Additionally, the merit selection panel also announced Friday that it is recommending four candidates for consideration to fill the current vacancy on the Court of Appeals. This vacancy will occur upon the retirement of the Honorable John Rodenberg., and is an at-large designated seat.
Moore is also one of four finalists for this post. The other three are:
Rachel Bond: Bond is currently a managing attorney in the Office of the Minnesota Appellate Public Defender, where she represents indigent criminal defendants in their direct appeals to the Minnesota Court of Appeals and Minnesota Supreme Court. Previously, she was an attorney at Faegre & Benson LLP and at Shearman & Sterling. At the start of her legal career, Bond clerked for Chief Judge Boyce F. Martin, Jr. on the U.S. Court of Appeals for the Sixth Circuit.
Judge Jamie Cork: Cork currently serves as a judge in the First Judicial District chambered in Hastings in Dakota County, where she presides over a variety of cases including criminal, civil, juvenile, probate, and family matters. Previously, she was a former Assistant Hennepin County Attorney where she worked in the Child Protection Division, specializing in Sexually Exploited Youth and Indian Child Welfare Act cases, including: traditional child protection, long term foster care, educational neglect, runaway, sexually exploited youth, Rule 20 incompetent delinquent, and truancy cases. Prior to becoming an Assistant Hennepin County Attorney, Judge Cork was an adjunct professor at Hamline University School of Law and St. Thomas School of Law, teaching Juvenile Justice, and Children and the Law.

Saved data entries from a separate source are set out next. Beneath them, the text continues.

//! Unit tests for `WsManager`.
//!
//! These tests exercise the session manager directly, without performing any
//! HTTP upgrades. They verify add/remove semantics, pings, stale-session
//! detection and shutdown.

use std::time::Duration;

use axum::extract::ws::Message;
use folio_api::ws::manager::StaleReason;
use folio_api::ws::WsManager;

const SILENCE: Duration = Duration::from_secs(90);
const INACTIVITY: Duration = Duration::from_secs(1800);

// ---------------------------------------------------------------------------
// Test: new manager starts with zero connections
// ---------------------------------------------------------------------------

#[tokio::test]
async fn new_manager_has_zero_connections() {
    let manager = WsManager::new();

    assert_eq!(manager.connection_count().await, 0);
}

// ---------------------------------------------------------------------------
// Test: add() and remove() track the connection count
// ---------------------------------------------------------------------------

#[tokio::test]
async fn add_and_remove_track_count() {
    let manager = WsManager::new();

    let _a = manager.add("conn-1".to_string(), 1).await;
    let _b = manager.add("conn-2".to_string(), 1).await;
    assert_eq!(manager.connection_count().await, 2);

    manager.remove("conn-1").await;
    assert_eq!(manager.connection_count().await, 1);

    manager.remove("nonexistent").await;
    assert_eq!(manager.connection_count().await, 1);
}

// ---------------------------------------------------------------------------
// Test: ping_all() queues a Ping frame on every session
// ---------------------------------------------------------------------------

#[tokio::test]
async fn ping_all_sends_ping() {
    let manager = WsManager::new();

    let mut a = manager.add("conn-1".to_string(), 1).await;
    let mut b = manager.add("conn-2".to_string(), 2).await;

    manager.ping_all().await;

    assert!(matches!(a.rx.try_recv(), Ok(Message::Ping(_))));
    assert!(matches!(b.rx.try_recv(), Ok(Message::Ping(_))));
}

// ---------------------------------------------------------------------------
// Test: shutdown_all() cancels every session and clears the map
// ---------------------------------------------------------------------------

#[tokio::test]
async fn shutdown_all_cancels_and_clears() {
    let manager = WsManager::new();

    let a = manager.add("conn-1".to_string(), 1).await;
    let b = manager.add("conn-2".to_string(), 2).await;

    manager.shutdown_all().await;

    assert_eq!(manager.connection_count().await, 0);
    assert!(a.cancel.is_cancelled());
    assert!(b.cancel.is_cancelled());
}

// ---------------------------------------------------------------------------
// Test: a session that stops answering pings is closed as silent
// ---------------------------------------------------------------------------

#[tokio::test(start_paused = true)]
async fn silent_session_is_closed() {
    let manager = WsManager::new();

    let quiet = manager.add("quiet".to_string(), 1).await;
    let chatty = manager.add("chatty".to_string(), 2).await;

    tokio::time::advance(Duration::from_secs(60)).await;
    manager.record_call("chatty").await;
    tokio::time::advance(Duration::from_secs(31)).await;

    let closed = manager.close_stale(SILENCE, INACTIVITY).await;
    assert_eq!(closed, vec![("quiet".to_string(), StaleReason::Silent)]);
    assert!(quiet.cancel.is_cancelled());
    assert!(!chatty.cancel.is_cancelled());
    assert_eq!(manager.connection_count().await, 1);
}

// ---------------------------------------------------------------------------
// Test: a session that only answers pings is closed as inactive
// ---------------------------------------------------------------------------

#[tokio::test(start_paused = true)]
async fn ping_only_session_is_closed_as_inactive() {
    let manager = WsManager::new();

    let idle = manager.add("idle".to_string(), 1).await;

    // Pongs keep arriving, but no call is ever submitted.
    for _ in 0..60 {
        tokio::time::advance(Duration::from_secs(30)).await;
        manager.touch("idle").await;
        assert!(manager.close_stale(SILENCE, INACTIVITY).await.is_empty());
    }
    assert!(!idle.cancel.is_cancelled());

    tokio::time::advance(Duration::from_secs(30)).await;
    manager.touch("idle").await;
    let closed = manager.close_stale(SILENCE, INACTIVITY).await;
    assert_eq!(closed, vec![("idle".to_string(), StaleReason::Inactive)]);

    assert!(idle.cancel.is_cancelled());
    assert_eq!(manager.connection_count().await, 0);
}

// ---------------------------------------------------------------------------
// Test: touching an unknown session is a no-op
// ---------------------------------------------------------------------------

#[tokio::test]
async fn touch_unknown_is_noop() {
    let manager = WsManager::new();

    manager.touch("missing").await;
    manager.record_call("missing").await;

    assert_eq!(manager.connection_count().await, 0);
}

Judge Theodora Gaïtas: Gaïtas currently serves as a judge in the Fourth Judicial District chambered in Minneapolis in Hennepin County, where she presides over criminal matters and co-chairs the district's Domestic Violence Steering Committee. Previously, she practiced with Matonich Law, where she represented individuals in medical negligence and medical device litigation throughout Minnesota. Prior to practicing at Matonic Law, Gaïtas served as an appellate public defender with the Minnesota Appellate Public Defender's Office, a trial-level public defender in Pennsylvania, and a judicial clerk at the Minnesota Court of Appeals. Judge Gaïtas serves as a member of the Minnesota Supreme Court Rules of Evidence Advisory Committee.